So who owns morality? The obvious answer here is religion — but religion is, if anything, a worse steward than the law, precisely because morality is kind of the point of religion, and because it has so routinely failed us. I’ve seen arguments that the Old Testament contains some of the earliest moral arguments in human history, and I suppose that’s true. Commandments five through ten are still good, solid advice: don’t kill, don’t steal, don’t cheat on your wife, honor your parents, don’t covet your neighbor’s stuff. However — the prime real estate in that list of to-don’ts, its first four items, are devoted to the proposition that God will absolutely kick your ass if you worship other gods, or make statues, or say His name in any context other than base supplication, or work when He doesn’t want you to work. The Ten Commandments are half moral treatise, half naked power grab.

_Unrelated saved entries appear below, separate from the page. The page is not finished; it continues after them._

pub mod csv;
pub mod json;
pub mod xlsx;

/// Noms des fichiers produits, tous relatifs au répertoire de sortie.
pub const CLASSES_CSV: &str = "classes.csv";
pub const COMPTES_JSON: &str = "comptes.json";
pub const HIERARCHIE_XLSX: &str = "plan_comptable_hierarchique.xlsx";
pub const COMPLET_JSON: &str = "plan_comptable_complet.json";
pub const VISUALISATION_CSV: &str = "hierarchie_visualisation.csv";
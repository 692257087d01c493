use serde::Serialize;

/// Classe du plan comptable, telle qu'extraite de la table des matières.
#[derive(Debug, Clone, PartialEq, Eq, Serialize)]
pub struct AccountClass {
    pub numero: String,
    pub libelle: String,
}

/// Classe enrichie des sections narratives trouvées dans le corps de la page.
/// Construite par un parcours indépendant des titres h2 (pas une mutation de
/// la liste issue de la table des matières); les deux listes ne sont jamais
/// réconciliées.
#[derive(Debug, Clone, PartialEq, Eq, Serialize)]
pub struct EnrichedClass {
    pub numero: String,
    pub libelle: String,
    pub contenu: String,
    pub commentaires: String,
    pub fonctionnement: String,
    pub exclusions: String,
    pub controles: String,
}

impl EnrichedClass {
    pub fn new(numero: &str, libelle: &str) -> Self {
        Self {
            numero: numero.to_string(),
            libelle: libelle.to_string(),
            contenu: String::new(),
            commentaires: String::new(),
            fonctionnement: String::new(),
            exclusions: String::new(),
            controles: String::new(),
        }
    }
}

/// Niveau de spécificité d'un compte, fonction pure du nombre de chiffres.
#[derive(Debug, Clone, Copy, PartialEq, Eq, Serialize)]
pub enum Tier {
    #[serde(rename = "compte_principal")]
    Principal,
    #[serde(rename = "sous_compte")]
    Sub,
    #[serde(rename = "compte_analytique")]
    Analytic,
}

impl Tier {
    /// 2 chiffres → principal, 3 → sous-compte, autre → analytique.
    pub fn from_code(numero: &str) -> Self {
        match numero.len() {
            2 => Tier::Principal,
            3 => Tier::Sub,
            _ => Tier::Analytic,
        }
    }

    pub fn as_str(&self) -> &'static str {
        match self {
            Tier::Principal => "compte_principal",
            Tier::Sub => "sous_compte",
            Tier::Analytic => "compte_analytique",
        }
    }
}

/// Compte numéroté (2 chiffres et plus en pratique).
#[derive(Debug, Clone, PartialEq, Eq, Serialize)]
pub struct Account {
    pub numero: String,
    pub libelle: String,
    pub classe_parente: String,
    #[serde(rename = "type")]
    pub tier: Tier,
}

/// Arête parent/enfant dérivée des préfixes numériques. Recalculée à chaque
/// exécution, jamais persistée en tant que telle.
#[derive(Debug, Clone, PartialEq, Eq, Serialize)]
pub struct Relation {
    pub compte_enfant: String,
    pub compte_parent: String,
    pub niveau: String,
    pub libelle_enfant: String,
}

/// Résultat complet du pipeline d'extraction. Objet unique que chaque
/// sérialiseur consomme.
#[derive(Debug, Clone)]
pub struct Extraction {
    pub classes: Vec<AccountClass>,
    pub comptes: Vec<Account>,
    pub classes_enrichies: Vec<EnrichedClass>,
    pub relations: Vec<Relation>,
}

impl Extraction {
    pub fn comptes_principaux(&self) -> impl Iterator<Item = &Account> {
        self.comptes.iter().filter(|c| c.tier == Tier::Principal)
    }

    pub fn sous_comptes(&self) -> impl Iterator<Item = &Account> {
        self.comptes.iter().filter(|c| c.tier == Tier::Sub)
    }

    pub fn comptes_analytiques(&self) -> impl Iterator<Item = &Account> {
        self.comptes.iter().filter(|c| c.tier == Tier::Analytic)
    }
}

// ── Tests ──
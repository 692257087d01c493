use std::path::Path;

use anyhow::{Context, Result};
use rust_xlsxwriter::{Workbook, Worksheet};

use crate::model::{Account, Extraction};

/// `plan_comptable_hierarchique.xlsx`: quatre feuilles tabulaires
/// (`Classes`, `Comptes_Principaux`, `Sous_Comptes`, `Relations`).
pub fn write_workbook(dir: &Path, extraction: &Extraction) -> Result<()> {
    let path = dir.join(super::HIERARCHIE_XLSX);
    let mut workbook = build_workbook(extraction)?;
    workbook
        .save(&path)
        .with_context(|| format!("écriture de {}", path.display()))?;
    Ok(())
}

fn build_workbook(extraction: &Extraction) -> Result<Workbook> {
    let mut workbook = Workbook::new();

    let sheet = workbook.add_worksheet();
    sheet.set_name("Classes")?;
    sheet.write_row(0, 0, ["numero", "libelle"])?;
    for (i, classe) in extraction.classes.iter().enumerate() {
        let row = (i + 1) as u32;
        sheet.write_string(row, 0, &classe.numero)?;
        sheet.write_string(row, 1, &classe.libelle)?;
    }

    let sheet = workbook.add_worksheet();
    sheet.set_name("Comptes_Principaux")?;
    write_comptes_sheet(sheet, extraction.comptes_principaux())?;

    let sheet = workbook.add_worksheet();
    sheet.set_name("Sous_Comptes")?;
    write_comptes_sheet(sheet, extraction.sous_comptes())?;

    let sheet = workbook.add_worksheet();
    sheet.set_name("Relations")?;
    sheet.write_row(0, 0, ["compte_enfant", "compte_parent", "niveau", "libelle_enfant"])?;
    for (i, relation) in extraction.relations.iter().enumerate() {
        let row = (i + 1) as u32;
        sheet.write_string(row, 0, &relation.compte_enfant)?;
        sheet.write_string(row, 1, &relation.compte_parent)?;
        sheet.write_string(row, 2, &relation.niveau)?;
        sheet.write_string(row, 3, &relation.libelle_enfant)?;
    }

    Ok(workbook)
}

fn write_comptes_sheet<'a>(
    sheet: &mut Worksheet,
    comptes: impl Iterator<Item = &'a Account>,
) -> Result<()> {
    sheet.write_row(0, 0, ["numero", "libelle", "classe_parente", "type"])?;
    for (i, compte) in comptes.enumerate() {
        let row = (i + 1) as u32;
        sheet.write_string(row, 0, &compte.numero)?;
        sheet.write_string(row, 1, &compte.libelle)?;
        sheet.write_string(row, 2, &compte.classe_parente)?;
        sheet.write_string(row, 3, compte.tier.as_str())?;
    }
    Ok(())
}

// ── Tests ──

#[cfg(test)]
mod tests {
    use super::*;
    use crate::model::{AccountClass, Relation, Tier};

    #[test]
    fn quatre_feuilles_et_archive_valide() {
        let extraction = Extraction {
            classes: vec![AccountClass {
                numero: "1".into(),
                libelle: "RESSOURCES".into(),
            }],
            comptes: vec![Account {
                numero: "10".into(),
                libelle: "CAPITAL".into(),
                classe_parente: "1".into(),
                tier: Tier::Principal,
            }],
            classes_enrichies: vec![],
            relations: vec![Relation {
                compte_enfant: "1".into(),
                compte_parent: String::new(),
                niveau: "classe".into(),
                libelle_enfant: "RESSOURCES".into(),
            }],
        };
        let mut workbook = build_workbook(&extraction).unwrap();
        let buffer = workbook.save_to_buffer().unwrap();
        // Une archive xlsx est un zip: signature PK\x03\x04
        assert_eq!(&buffer[..4], b"PK\x03\x04");
    }
}
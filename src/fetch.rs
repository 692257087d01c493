use std::sync::LazyLock;
use std::time::Duration;

use anyhow::{Context, Result};
use scraper::{Html, Selector};
use tracing::info;

/// Page du plan comptable SYSCOHADA (norme 2016).
pub const PLAN_URL: &str =
    "https://plan-comptable-ohada.com/nouvelle-norme-2016/plan-comptable-syscohada.html";

const TIMEOUT: Duration = Duration::from_secs(30);

static TITLE: LazyLock<Selector> = LazyLock::new(|| Selector::parse("title").unwrap());

/// Récupère le HTML brut de la page. Un seul essai: toute erreur réseau ou
/// statut non 2xx interrompt l'exécution avant qu'aucun fichier ne soit
/// produit.
pub async fn fetch_page(url: &str) -> Result<String> {
    info!("Téléchargement de {}", url);
    let client = reqwest::Client::builder().timeout(TIMEOUT).build()?;
    let html = client
        .get(url)
        .send()
        .await?
        .error_for_status()?
        .text()
        .await
        .with_context(|| format!("échec de la récupération de {}", url))?;
    Ok(html)
}

/// Titre de la page, pour la narration console.
pub fn page_title(doc: &Html) -> Option<String> {
    doc.select(&TITLE)
        .next()
        .map(|t| t.text().collect::<String>().trim().to_string())
}

// ── Tests ──

#[cfg(test)]
mod tests {
    use super::*;

    #[test]
    fn titre_extrait() {
        let doc = Html::parse_document("<html><head><title> Plan comptable </title></head></html>");
        assert_eq!(page_title(&doc).as_deref(), Some("Plan comptable"));
    }

    #[test]
    fn titre_absent() {
        let doc = Html::parse_document("<html><body><p>x</p></body></html>");
        assert_eq!(page_title(&doc), None);
    }
}
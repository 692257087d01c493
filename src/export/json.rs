use std::fs;
use std::path::Path;

use anyhow::{Context, Result};
use serde::Serialize;

use crate::model::{Account, EnrichedClass, Extraction};

/// `comptes.json`: tableau JSON des comptes
/// (`{numero, libelle, classe_parente, type}`).
pub fn write_comptes(dir: &Path, extraction: &Extraction) -> Result<()> {
    let path = dir.join(super::COMPTES_JSON);
    let json = serde_json::to_string_pretty(&extraction.comptes)?;
    fs::write(&path, json).with_context(|| format!("écriture de {}", path.display()))?;
    Ok(())
}

#[derive(Serialize)]
struct Statistiques {
    total_classes: usize,
    total_comptes: usize,
    total_comptes_principaux: usize,
    total_sous_comptes: usize,
    date_extraction: String,
}

#[derive(Serialize)]
struct PlanComplet<'a> {
    classes: &'a [EnrichedClass],
    comptes: &'a [Account],
    statistiques: Statistiques,
}

/// `plan_comptable_complet.json`: classes enrichies + comptes + statistiques,
/// horodatées à l'export (heure locale `YYYY-MM-DD HH:MM:SS`).
pub fn write_complet(dir: &Path, extraction: &Extraction) -> Result<()> {
    let date = chrono::Local::now().format("%Y-%m-%d %H:%M:%S").to_string();
    let path = dir.join(super::COMPLET_JSON);
    let json = serde_json::to_string_pretty(&plan_complet(extraction, date))?;
    fs::write(&path, json).with_context(|| format!("écriture de {}", path.display()))?;
    Ok(())
}

fn plan_complet(extraction: &Extraction, date_extraction: String) -> PlanComplet<'_> {
    PlanComplet {
        classes: &extraction.classes_enrichies,
        comptes: &extraction.comptes,
        statistiques: Statistiques {
            total_classes: extraction.classes_enrichies.len(),
            total_comptes: extraction.comptes.len(),
            total_comptes_principaux: extraction.comptes_principaux().count(),
            total_sous_comptes: extraction.sous_comptes().count(),
            date_extraction,
        },
    }
}

// ── Tests ──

Which is, in microcosm, the problem with all religions. They start with the premise that you are here to please your creator, and all the other stuff — all the good works — are ancillary considerations. It’s a key tenet of Christian theology that being a good person will not get you into heaven: only believing in Jesus Christ — which is to say, getting down on your knees and subjugating yourself to His will — will do that. You can spend your life feeding orphans and pulling children out of burning buildings and donating organs to strangers, but if you happen to believe in Buddha you’re going straight to hell. And you know what they think of orphan-feeders down there.
Say it another way: the problem with religion, organized religion, is that it’s just another power structure, a pyramid of oppression with some god at its apex. Except it’s not really god up there, it’s whichever obese corrupt sanctimonious cleric has declared himself the voice of god.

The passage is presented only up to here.